Exercise requirements :: In the data below, which lines hold "Number"? Copy every one.

Collected data entries:
┌──

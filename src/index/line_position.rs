//! Compact storage for line-end byte offsets.
//!
//! Offsets only ever grow, so most entries fit in a `u32` delta against a
//! periodic `u64` anchor, halving memory on large files. The array spills to
//! plain `u64` storage if a single anchor block ever spans more than
//! `u32::MAX` bytes; lookups stay O(1) either way.

use crate::error::IndexError;

/// Number of consecutive entries sharing one absolute anchor.
const ANCHOR_INTERVAL: usize = 256;

#[derive(Debug, Clone)]
enum Storage {
    Delta { anchors: Vec<u64>, deltas: Vec<u32> },
    Plain(Vec<u64>),
}

/// Append-only sequence of line-end byte offsets with O(1) lookup.
///
/// Entry `i` holds the offset one past the newline terminating line `i`;
/// line `i` starts at entry `i - 1` (or zero for the first line).
#[derive(Debug, Clone)]
pub struct LinePositionArray {
    storage: Storage,
}

impl LinePositionArray {
    #[must_use]
    pub fn new() -> Self {
        Self {
            storage: Storage::Delta {
                anchors: Vec::new(),
                deltas: Vec::new(),
            },
        }
    }

    /// Number of indexed lines.
    #[must_use]
    pub fn len(&self) -> usize {
        match &self.storage {
            Storage::Delta { deltas, .. } => deltas.len(),
            Storage::Plain(values) => values.len(),
        }
    }

    #[must_use]
    pub fn is_empty(&self) -> bool {
        self.len() == 0
    }

    /// End offset of the given line, or `None` past the indexed range.
    #[must_use]
    pub fn at(&self, line: usize) -> Option<u64> {
        match &self.storage {
            Storage::Delta { anchors, deltas } => {
                let delta = deltas.get(line)?;
                let anchor = anchors.get(line / ANCHOR_INTERVAL)?;
                Some(anchor + u64::from(*delta))
            }
            Storage::Plain(values) => values.get(line).copied(),
        }
    }

    /// End offset of the last indexed line, or zero when empty.
    ///
    /// This doubles as the total indexed size of the file.
    #[must_use]
    pub fn last_or_zero(&self) -> u64 {
        match self.len() {
            0 => 0,
            len => self.at(len - 1).unwrap_or(0),
        }
    }

    /// Append one line-end offset. Offsets must arrive non-decreasing.
    pub fn append(&mut self, offset: u64) -> Result<(), IndexError> {
        debug_assert!(
            offset >= self.last_or_zero(),
            "line offsets must be appended in order"
        );

        let fits = match &mut self.storage {
            Storage::Delta { anchors, deltas } => {
                if deltas.len() % ANCHOR_INTERVAL == 0 {
                    anchors.try_reserve(1)?;
                    deltas.try_reserve(1)?;
                    anchors.push(offset);
                    deltas.push(0);
                    true
                } else {
                    let anchor = anchors.last().copied().unwrap_or(0);
                    match offset.checked_sub(anchor).and_then(|d| u32::try_from(d).ok()) {
                        Some(delta) => {
                            deltas.try_reserve(1)?;
                            deltas.push(delta);
                            true
                        }
                        None => false,
                    }
                }
            }
            Storage::Plain(values) => {
                values.try_reserve(1)?;
                values.push(offset);
                true
            }
        };

        if !fits {
            // An anchor block outgrew u32 deltas; fall back to flat storage.
            let mut values = Vec::new();
            values.try_reserve_exact(self.len() + 1)?;
            values.extend((0..self.len()).filter_map(|line| self.at(line)));
            values.push(offset);
            self.storage = Storage::Plain(values);
        }
        Ok(())
    }

    /// Append every offset collected from one parsed block.
    pub fn append_batch(&mut self, positions: &FastLinePositionArray) -> Result<(), IndexError> {
        match &mut self.storage {
            Storage::Delta { anchors, deltas } => {
                anchors.try_reserve(positions.len() / ANCHOR_INTERVAL + 1)?;
                deltas.try_reserve(positions.len())?;
            }
            Storage::Plain(values) => values.try_reserve(positions.len())?,
        }
        for offset in positions.iter() {
            self.append(offset)?;
        }
        Ok(())
    }

    pub fn clear(&mut self) {
        self.storage = Storage::Delta {
            anchors: Vec::new(),
            deltas: Vec::new(),
        };
    }
}

impl Default for LinePositionArray {
    fn default() -> Self {
        Self::new()
    }
}

/// Short buffer of line-end offsets produced by parsing one block.
///
/// Built without locking, then merged into the main array under the
/// indexing-data mutex.
#[derive(Debug, Clone, Default)]
pub struct FastLinePositionArray {
    positions: Vec<u64>,
}

impl FastLinePositionArray {
    #[must_use]
    pub fn new() -> Self {
        Self::default()
    }

    pub fn push(&mut self, offset: u64) -> Result<(), IndexError> {
        self.positions.try_reserve(1)?;
        self.positions.push(offset);
        Ok(())
    }

    #[must_use]
    pub fn len(&self) -> usize {
        self.positions.len()
    }

    #[must_use]
    pub fn is_empty(&self) -> bool {
        self.positions.is_empty()
    }

    #[must_use]
    pub fn last(&self) -> Option<u64> {
        self.positions.last().copied()
    }

    pub fn iter(&self) -> impl Iterator<Item = u64> + '_ {
        self.positions.iter().copied()
    }
}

└──

Solution to this problem ::
/// Number of consecutive entries sharing one absolute anchor.
    /// Number of indexed lines.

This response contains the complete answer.